Tuesday, March 10, 2009

O direito a que, mesmo?

“Bispo Excomunga Família e Médicos que ajudaram a realizar o aborto na menina de 9 anos, em Recife”. A manchete estampada em vários jornais brasileiros na última semana retrata a história de uma criança pernambucana que foi violentada pelo padrasto e que, consequentemente, engravidou. A família da vítima, amparada por orientações médicas, optou pelo aborto levando-se em conta que a Legislação Brasileira permite a interrupção da gravidez nos casos de estupro e riscos para a gestante. A menina se encaixava nos dois quesitos. Não havia escolha!
No entanto, a notícia chamou a atenção pela forma radical com que a Igreja Católica agiu neste caso. Só a “Excomunhão” não fazia sentido. Para completar a ação punitiva aos que acreditam nos valores cristãos e impedir qualquer debate mais elaborado sobre temas como violência, mulher, saúde pública e solidariedade, a Igreja reforçou através do seu representante local que não excomungou também o agressor que brutalmente engravidou a criança por considerar este um crime menor que o aborto, pois não feriu o direito á vida. O direito à vida é ferido por crimes de diversas ordens, inclusive o da imposição das ações individuais ou coletivas.
A comparação apresentada pela instituição religiosa foi no mínimo, lamentável. Porque não dizer, idiota? Mais uma vez a Igreja mostrou-se incapaz de dialogar com a sociedade de forma clara, inteligente e menos alienada. Mostrou traços da veia autoritária que insiste em preservar mesmo que a sociedade diga não a esta prática danosa no mundo atual.

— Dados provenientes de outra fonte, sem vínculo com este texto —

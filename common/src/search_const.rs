pub const PAGE_SIZE: u64 = 20;

/// Highest page number a request may ask for.
pub const MAX_PAGE: u64 = 500;

/// Maximum number of buckets returned for one facet.
pub const FACET_LIMIT: u64 = 25;

/// Result titles are cut to this many characters.
pub const TITLE_MAX_CHARS: usize = 100;
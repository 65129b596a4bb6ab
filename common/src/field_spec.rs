//! Static declarations of searchable fields.

use serde::Serialize;

use crate::catalogs::{Catalog, ChoiceKey};

#[derive(Debug, Clone, Copy, PartialEq, Eq, Serialize)]
#[serde(rename_all = "lowercase")]
pub enum Cardinality {
    Single,
    Multiple,
}

#[derive(Debug, Clone, Copy, PartialEq, Eq)]
pub enum FieldKind {
    Text { max_length: usize },
    Integer,
    Boolean,
    Date,
    Choice(&'static Catalog),
}

#[derive(Debug, Clone, Copy, PartialEq, Eq)]
pub struct FieldSpec {
    pub name: &'static str,
    pub label: &'static str,
    pub kind: FieldKind,
    pub required: bool,
}

impl FieldSpec {
    pub const fn text(name: &'static str, label: &'static str, max_length: usize) -> Self {
        Self { name, label, kind: FieldKind::Text { max_length }, required: false }
    }

    pub const fn integer(name: &'static str, label: &'static str) -> Self {
        Self { name, label, kind: FieldKind::Integer, required: false }
    }

    pub const fn boolean(name: &'static str, label: &'static str) -> Self {
        Self { name, label, kind: FieldKind::Boolean, required: false }
    }

    pub const fn date(name: &'static str, label: &'static str) -> Self {
        Self { name, label, kind: FieldKind::Date, required: false }
    }

    pub const fn choice(name: &'static str, label: &'static str, catalog: &'static Catalog) -> Self {
        Self { name, label, kind: FieldKind::Choice(catalog), required: false }
    }

    pub const fn cardinality(&self) -> Cardinality {
        match self.kind {
            FieldKind::Choice(_) => Cardinality::Multiple,
            _ => Cardinality::Single,
        }
    }

    pub fn catalog(&self) -> Option<&'static Catalog> {
        match self.kind {
            FieldKind::Choice(catalog) => Some(catalog),
            _ => None,
        }
    }

    pub fn describe(&self) -> FieldDescription {
        let (kind, max_length, choices) = match self.kind {
            FieldKind::Text { max_length } => ("text", Some(max_length), vec![]),
            FieldKind::Integer => ("integer", None, vec![]),
            FieldKind::Boolean => ("boolean", None, vec![]),
            FieldKind::Date => ("date", None, vec![]),
            FieldKind::Choice(catalog) => (
                "choice",
                None,
                catalog
                    .options
                    .iter()
                    .map(|(key, label)| ChoiceDescription { key: *key, label: *label })
                    .collect(),
            ),
        };
        FieldDescription {
            name: self.name,
            label: self.label,
            kind,
            cardinality: self.cardinality(),
            required: self.required,
            max_length,
            choices,
        }
    }
}

/// Serializable view of a [`FieldSpec`], used to render search forms.
#[derive(Debug, Clone, PartialEq, Serialize)]
pub struct FieldDescription {
    pub name: &'static str,
    pub label: &'static str,
    pub kind: &'static str,
    pub cardinality: Cardinality,
    pub required: bool,
    #[serde(skip_serializing_if = "Option::is_none")]
    pub max_length: Option<usize>,
    #[serde(skip_serializing_if = "Vec::is_empty")]
    pub choices: Vec<ChoiceDescription>,
}

#[derive(Debug, Clone, PartialEq, Serialize)]
pub struct ChoiceDescription {
    pub key: ChoiceKey,
    pub label: &'static str,
}
//! Search API operations.

pub mod search;
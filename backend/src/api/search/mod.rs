//! Search operations and module exports.

use common::{field_value::FilterSet, search_form::{FormErrors, SearchForm}, search_query::SearchQuery};

mod search_for_results;
pub use search_for_results::search_for_results;

mod search_for_results_hit_count;
pub use search_for_results_hit_count::{SearchForResultsHitCountResponse, search_for_results_hit_count};

mod search_facets;
pub use search_facets::search_facet;

pub mod search_filters;
pub mod search_sql;

/// Outcome of validating a search request before the index is consulted.
#[derive(Debug, PartialEq)]
pub enum PreparedSearch {
    /// Invalid or unconstrained request, answered with no results.
    NoQuery(FormErrors),
    Ready { query: SearchQuery, filters: FilterSet },
}

pub fn prepare_search(form: SearchForm, raw: &[(String, String)]) -> PreparedSearch {
    let query = match form.parse_request(raw) {
        Ok(query) => query,
        Err(errors) => {
            tracing::info!(?form, %errors, "search form did not validate");
            return PreparedSearch::NoQuery(errors);
        }
    };
    if query.is_unconstrained() {
        tracing::debug!(?form, "empty search request");
        return PreparedSearch::NoQuery(FormErrors::default());
    }
    let filters = search_filters::build_filters(&query.values);
    PreparedSearch::Ready { query, filters }
}
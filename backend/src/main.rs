use backend::config::Config;
use clap::Parser;

#[tokio::main]
async fn main() {
    if let Err(e) = backend::app::run(Config::parse()).await {
        eprintln!("\nError: {:#}\n", e);
        std::process::exit(1);
    }
}
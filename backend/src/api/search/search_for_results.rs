//! Search endpoint for result lists.

use common::{
    search_const::PAGE_SIZE,
    search_form::SearchForm,
    search_result::{SearchResultYacimientoItem, SearchResultYacimientos},
};
use serde::{Deserialize, Serialize};
use crate::api::search::search_sql::{RESULT_COLUMNS, SQL_OPTIONS_CLAUSE, build_sql_where_clause};
use crate::api::search::{PreparedSearch, prepare_search};
use crate::db_utils::manticore_utils::SearchBackend;

#[derive(Debug, Clone, PartialEq, Serialize, Deserialize)]
struct SearchForResultsResponse {
    #[serde(default)]
    codigo: String,
    #[serde(default)]
    nombre: String,
    #[serde(default)]
    municipio: String,
    #[serde(default)]
    estado: String,
    #[serde(default)]
    manifestacion: Vec<i64>,
}

pub async fn search_for_results(
    backend: &SearchBackend,
    form: SearchForm,
    raw: &[(String, String)],
) -> anyhow::Result<SearchResultYacimientos> {
    let (query, filters) = match prepare_search(form, raw) {
        PreparedSearch::NoQuery(errors) => return Ok(SearchResultYacimientos::no_query_found(errors)),
        PreparedSearch::Ready { query, filters } => (query, filters),
    };

    let sql_where_clause = build_sql_where_clause(&query.query_string, &filters)?;
    let Some(offset) = query.page.checked_mul(PAGE_SIZE) else {
        anyhow::bail!("Page number out of range: {}", query.page);
    };
    // one extra row tells whether a next page exists
    let limit = PAGE_SIZE + 1;
    let index = &backend.index_name;

    let sql = format!(
        "
    SELECT {RESULT_COLUMNS}
    FROM {index}
    {sql_where_clause}
    ORDER BY codigo ASC
    LIMIT {limit} OFFSET {offset}
    {SQL_OPTIONS_CLAUSE}
    ;",
    );
    tracing::debug!(%sql, "search for results");
    let response = backend.manticore_search_sql::<SearchForResultsResponse>(sql).await?;

    let mut results = response
        .hits
        .hits
        .into_iter()
        .map(|hit| {
            let hit = hit._source;
            SearchResultYacimientoItem::new(hit.codigo, hit.nombre, hit.municipio, hit.estado, &hit.manifestacion)
        })
        .collect::<Vec<_>>();

    let has_next_page = results.len() > PAGE_SIZE as usize;
    results.truncate(PAGE_SIZE as usize);
    for (i, result) in results.iter_mut().enumerate() {
        result.result_index_in_page = i as u64;
    }

    Ok(SearchResultYacimientos {
        query_string: query.query_string,
        filters,
        results,
        page_number: query.page,
        has_next_page,
        errors: Default::default(),
    })
}
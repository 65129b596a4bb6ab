use anyhow::Context;
use serde::{Deserialize, Serialize, de::DeserializeOwned};
use std::collections::BTreeMap;
use crate::config::Config;
use crate::db_utils::clickhouse_utils::get_clickhouse_client;

#[derive(Debug, Serialize, Deserialize)]
pub struct RawSearchResult<T> {
    pub hits: RawSearchResultHits<T>,
    #[serde(default)]
    pub timed_out: bool,
    #[serde(default)]
    pub took: u64,
    pub aggregations: Option<BTreeMap<String, RawSearchResultAggregation>>,
}

#[derive(Debug, Serialize, Deserialize)]
pub struct RawSearchResultHits<T> {
    pub hits: Vec<RawSearchResultHit<T>>,
    #[serde(default)]
    pub total: u64,
    #[serde(default)]
    pub total_relation: String,
}

#[derive(Debug, Serialize, Deserialize, Default, Clone)]
pub struct RawSearchResultAggregation {
    pub buckets: Vec<RawSearchResultAggregationBucket>,
}

#[derive(Debug, Serialize, Deserialize, Clone)]
pub struct RawSearchResultAggregationBucket {
    pub key: serde_json::Value,
    pub doc_count: u64,
}

#[derive(Debug, Serialize, Deserialize)]
pub struct RawSearchResultHit<T> {
    pub _source: T,
    #[serde(default)]
    pub _score: u64,
}

/// Handle on the search index and the optional response cache in front of it.
pub struct SearchBackend {
    http: reqwest::Client,
    manticore_url: String,
    pub index_name: String,
    cache: Option<clickhouse::Client>,
}

impl SearchBackend {
    pub fn new(manticore_url: impl Into<String>, index_name: impl Into<String>) -> Self {
        Self {
            http: reqwest::Client::new(),
            manticore_url: manticore_url.into().trim_end_matches('/').to_string(),
            index_name: index_name.into(),
            cache: None,
        }
    }

    pub fn from_config(config: &Config) -> Self {
        let mut backend = Self::new(&config.manticore_url, &config.index_name);
        backend.cache = config.clickhouse().map(|c| get_clickhouse_client(&c));
        backend
    }

    pub fn cache_enabled(&self) -> bool {
        self.cache.is_some()
    }

    pub async fn manticore_search_sql<T: DeserializeOwned + std::fmt::Debug>(
        &self,
        sql: String,
    ) -> anyhow::Result<RawSearchResult<T>> {
        let query_hash = sha256::digest(sql.clone());
        if let Some(cache) = &self.cache {
            if let Ok(cached_response) = get_cached_response(cache, &query_hash, &sql).await {
                if let Ok(response) = serde_json::from_str::<RawSearchResult<T>>(&cached_response) {
                    tracing::debug!(%query_hash, "search cache hit");
                    return Ok(response);
                }
            }
            tracing::debug!(%query_hash, "search cache miss");
        }

        let t0 = std::time::Instant::now();
        let url = format!("{}/sql", self.manticore_url);
        let response = self
            .http
            .post(url)
            .body(sql.clone())
            .send()
            .await
            .context("Failed to reach search index")?;
        let status = response.status();
        let response_txt = response.text().await?;
        if status.is_client_error() || status.is_server_error() {
            anyhow::bail!("Search index error: {}: {}", status, response_txt);
        }
        let dt_ms = t0.elapsed().as_millis() as u32;
        tracing::info!(len = response_txt.len(), dt_ms, "search response");

        if let Some(cache) = &self.cache {
            match insert_cache(cache, &query_hash, &sql, &response_txt, dt_ms).await {
                Ok(()) => tracing::debug!(%query_hash, "search cache inserted"),
                Err(e) => tracing::warn!(%query_hash, error = %e, "search cache insert failed"),
            }
        }

        let response: RawSearchResult<T> =
            serde_json::from_str(&response_txt).context("Invalid response from search index")?;
        Ok(response)
    }
}


async fn get_cached_response(client: &clickhouse::Client, query_hash: &str, query_string: &str) -> anyhow::Result<String> {
    let sql = "
    SELECT result_json
    FROM search_manticore_cache
    WHERE query_hash = ?
      AND query_string = ?
    ORDER BY date_created DESC
    LIMIT 1
    ";
    let rows = client
        .query(sql)
        .bind(query_hash)
        .bind(query_string)
        .fetch_all::<String>()
        .await?;
    if let Some(result_json) = rows.into_iter().next() {
        Ok(result_json)
    } else {
        anyhow::bail!("Cache miss")
    }
}


async fn insert_cache(client: &clickhouse::Client, query_hash: &str, query_string: &str, response_txt: &str, dt_ms: u32) -> anyhow::Result<()> {
    let sql = "
    INSERT INTO search_manticore_cache (query_hash, query_string, result_json, duration_ms)
    VALUES (?, ?, ?, ?)
    ";
    client
        .query(sql)
        .bind(query_hash)
        .bind(query_string)
        .bind(response_txt)
        .bind(dt_ms)
        .execute()
        .await?;
    Ok(())
}

#[cfg(test)]
mod tests {
    use super::*;

    #[derive(Debug, Deserialize)]
    struct Row {
        codigo: String,
    }

    #[test]
    fn test_decode_hits_envelope() {
        let body = r#"{"took":1,"timed_out":false,"hits":{"total":1,"total_relation":"eq",
            "hits":[{"_id":1,"_score":1,"_source":{"codigo":"ZU-7"}}]}}"#;
        let response: RawSearchResult<Row> = serde_json::from_str(body).unwrap();
        assert_eq!(response.hits.hits[0]._source.codigo, "ZU-7");
        assert!(response.aggregations.is_none());
    }

    #[test]
    fn test_decode_aggregations() {
        let body = r#"{"hits":{"hits":[]},"aggregations":{"estado":{"buckets":[
            {"key":"Zulia","doc_count":4},{"key":"Lara","doc_count":2}]}}}"#;
        let response: RawSearchResult<serde_json::Value> = serde_json::from_str(body).unwrap();
        let buckets = &response.aggregations.unwrap()["estado"].buckets;
        assert_eq!(buckets.len(), 2);
        assert_eq!(buckets[0].doc_count, 4);
    }

    #[test]
    fn test_backend_without_cache() {
        let backend = SearchBackend::new("http://127.0.0.1:9308/", "anar_yacimientos");
        assert!(!backend.cache_enabled());
        assert_eq!(backend.manticore_url, "http://127.0.0.1:9308");
    }
}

A Igreja Católica optou pela imposição da força do jargão “Direito à Vida” em meio aos “Mortos de Cidadania” que lidavam com as conseqüências da violência cotidiana. Esperava-se da instituição religiosa – e não só dela – uma atitude mais respeitosa em relação ao sofrimento da família da menina que também não teve direito à vida por inteiro. O direito à dignidade mostrou-se ferido, o direito a escolhas sensatas apareceu anulado, o direito a ter direitos, perdido.
Há de se considerar ainda que o Estado apareceu, neste caso, como eficiente e solidário no atendimento a criança vítima do estupro ao mesmo tempo em que não conseguiu mostrar-se suficientemente habilidoso para evitar este e tantos outros crimes que recheiam as estatísticas diárias dos números da violência em nosso País. O Estado é contraditório, falho, mas democrático. Conseguimos dialogar com Ele.
O momento é de cobrar abortos de imposição de pensamentos únicos, recortados, impostos. Opinião não se impõe, se discute, se forma por meio de argumentos. A Igreja criou um peso para os pobres cristãos envolvidos na excomunhão midiática e não tomou nenhuma medida para que este fato pudesse ajudar na construção de um debate mais justo sobre temas diversos. É hora de a Igreja olhar para trás e rever alguns dos seus conceitos. Talvez vire sal. Melhor assim!